= Malvina Gagné =

Ursuline nun

Malvina Gagné, known as Sister Saint-Raphaël, (November 6, 1837 - December 29, 1920) was an educator and Ursuline nun. She was founder and superior for the monastery at Roberval, Quebec.

==Biography==
The daughter of Joseph Gagné, master pilot, and Luce Mercier, she was born in Saint-Michel and was educated there. Her father died when she was two and her mother became a seamstress to support the family. Four years later, Gagné's mother married a sailor Prudent Lacombe. At the age of 15, Gagné began teaching on the Île d’Orléans. The following year, she returned home to continue her studies. She began teaching at Isle-Verte when she was 17. In 1860, she entered the Ursuline monastery in Quebec City. In 1863, she took her vows as a nun. She studied at the normal school run by the Ursulines, excelling in mathematics. In 1878, she was made mistress of the noviciate at Chatham, Ontario. She returned to Quebec City in 1880 and was sent to the Lac Saint-Jean region in spring 1882; her mission was to found a monastery at Roberval to encourage religious vocations and educate young girls. Gagné adjusted the curriculum to meet local needs, educating young women in farming and domestic science. Graduates from this program could also take examinations to qualify for a teaching certificate.

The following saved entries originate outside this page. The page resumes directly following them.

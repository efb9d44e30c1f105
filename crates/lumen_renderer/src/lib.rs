//! Lumen renderer - offline CPU ray tracing.
//!
//! A Whitted-style ray tracer with Phong local shading, attenuated shadows,
//! recursive reflection and refraction, supersampled anti-aliasing and a
//! multi-threaded pixel scheduler.
//!
//! ```no_run
//! use std::sync::Arc;
//! use lumen_math::{Color, Point, Vector};
//! use lumen_renderer::{BasicRayTracer, Camera, ImageWriter, Material, PointLight, Scene, Sphere};
//!
//! # fn main() -> Result<(), Box<dyn std::error::Error>> {
//! let scene = Scene::new("sphere")
//!     .with_geometry(
//!         Sphere::new(Point::new(0.0, 0.0, -50.0), 20.0)?
//!             .with_emission(Color::new(0.0, 0.0, 100.0))
//!             .with_material(Material::new().with_kd(0.5).with_ks(0.5).with_shininess(100)),
//!     )
//!     .with_light(PointLight::new(Color::new(500.0, 300.0, 0.0), Point::new(-50.0, -50.0, 25.0)));
//!
//! let camera = Camera::new(Point::ZERO, Vector::new(0.0, 0.0, -1.0)?, Vector::new(0.0, 1.0, 0.0)?)?
//!     .with_view_plane_size(150.0, 150.0)
//!     .with_view_plane_distance(100.0)
//!     .with_threads(0)
//!     .with_ray_tracer(Arc::new(BasicRayTracer::new(Arc::new(scene))));
//!
//! let mut image = ImageWriter::new("sphere", 500, 500);
//! camera.render_image(&mut image)?;
//! image.write_to_file("images")?;
//! # Ok(())
//! # }
//! ```

mod camera;
mod cylinder;
mod error;
mod image_writer;
mod intersectable;
mod light;
mod material;
mod plane;
mod polygon;
mod ray_tracer;
mod render;
mod scene;
mod sphere;
mod triangle;
mod tube;

pub use camera::Camera;
pub use cylinder::Cylinder;
pub use error::{ConstructionError, ConstructionResult, RenderError, RenderResult};
pub use image_writer::{ImageWriter, PixelWriter};
pub use intersectable::{GeoPoint, Geometries, Geometry, Intersectable, Surface};
pub use light::{AmbientLight, DirectionalLight, LightSource, PointLight, SpotLight};
pub use material::Material;
pub use plane::Plane;
pub use polygon::Polygon;
pub use ray_tracer::{BasicRayTracer, RayTracer};
pub use scene::Scene;
pub use sphere::Sphere;
pub use triangle::Triangle;
pub use tube::Tube;

/// Re-export the primitive algebra from lumen_math
pub use lumen_math::{Color, Factor, MathError, Point, Ray, Vector};
//! Sphere primitive for ray tracing.

use lumen_math::{is_zero, Color, MathResult, Point, Ray, Vector};

use crate::{
    error::{ConstructionError, ConstructionResult},
    intersectable::{geo_points, within, GeoPoint, Geometry, Intersectable, Surface},
    Material,
};

/// A sphere primitive.
#[derive(Debug, Clone)]
pub struct Sphere {
    center: Point,
    radius: f64,
    surface: Surface,
}

impl Sphere {
    /// Create a new sphere. The radius must be positive.
    pub fn new(center: Point, radius: f64) -> ConstructionResult<Self> {
        if radius <= 0.0 || is_zero(radius) {
            return Err(ConstructionError::InvalidRadius(radius));
        }
        Ok(Self {
            center,
            radius,
            surface: Surface::default(),
        })
    }

    pub fn with_emission(mut self, emission: Color) -> Self {
        self.surface.emission = emission;
        self
    }

    pub fn with_material(mut self, material: Material) -> Self {
        self.surface.material = material;
        self
    }

    pub fn center(&self) -> Point {
        self.center
    }

    pub fn radius(&self) -> f64 {
        self.radius
    }

    /// Parametric distances of the ray/sphere intersections in `(0, max_distance]`.
    fn hit_distances(&self, ray: &Ray, max_distance: f64) -> Vec<f64> {
        // Ray starting at the center leaves through exactly one point
        let Ok(to_center) = self.center.subtract(ray.head()) else {
            return if within(self.radius, max_distance) {
                vec![self.radius]
            } else {
                Vec::new()
            };
        };

        let tm = ray.direction().dot(to_center);
        let d_squared = to_center.length_squared() - tm * tm;
        let th_squared = self.radius * self.radius - d_squared;
        // Tangent rays and misses
        if th_squared <= 0.0 || is_zero(th_squared) {
            return Vec::new();
        }

        let th = th_squared.sqrt();
        [tm - th, tm + th]
            .into_iter()
            .filter(|&t| within(t, max_distance))
            .collect()
    }
}

impl Intersectable for Sphere {
    fn find_geo_intersections(&self, ray: &Ray, max_distance: f64) -> Vec<GeoPoint<'_>> {
        geo_points(self, ray, self.hit_distances(ray, max_distance))
    }
}

impl Geometry for Sphere {
    fn normal_at(&self, point: Point) -> MathResult<Vector> {
        Ok(point.subtract(self.center)?.normalize())
    }

    fn surface(&self) -> &Surface {
        &self.surface
    }
}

Gagné worked closely with the Quebec Department of Agriculture and Colonization to maintain her curriculum and she also served as an advisor to local farmers. She continued to serve as superior for the monastery until she was nearly 70. Later, she still worked in the bursary (treasury), taught a few classes and continued to serve as an advisor.

She died in Roberval at the age of 83. At the time, the Le Progrès du Saguenay reported that Gagné's life "was part of the history of the region". The curriculum that she developed served as a model used elsewhere in Quebec and abroad where women worked in pioneering environments.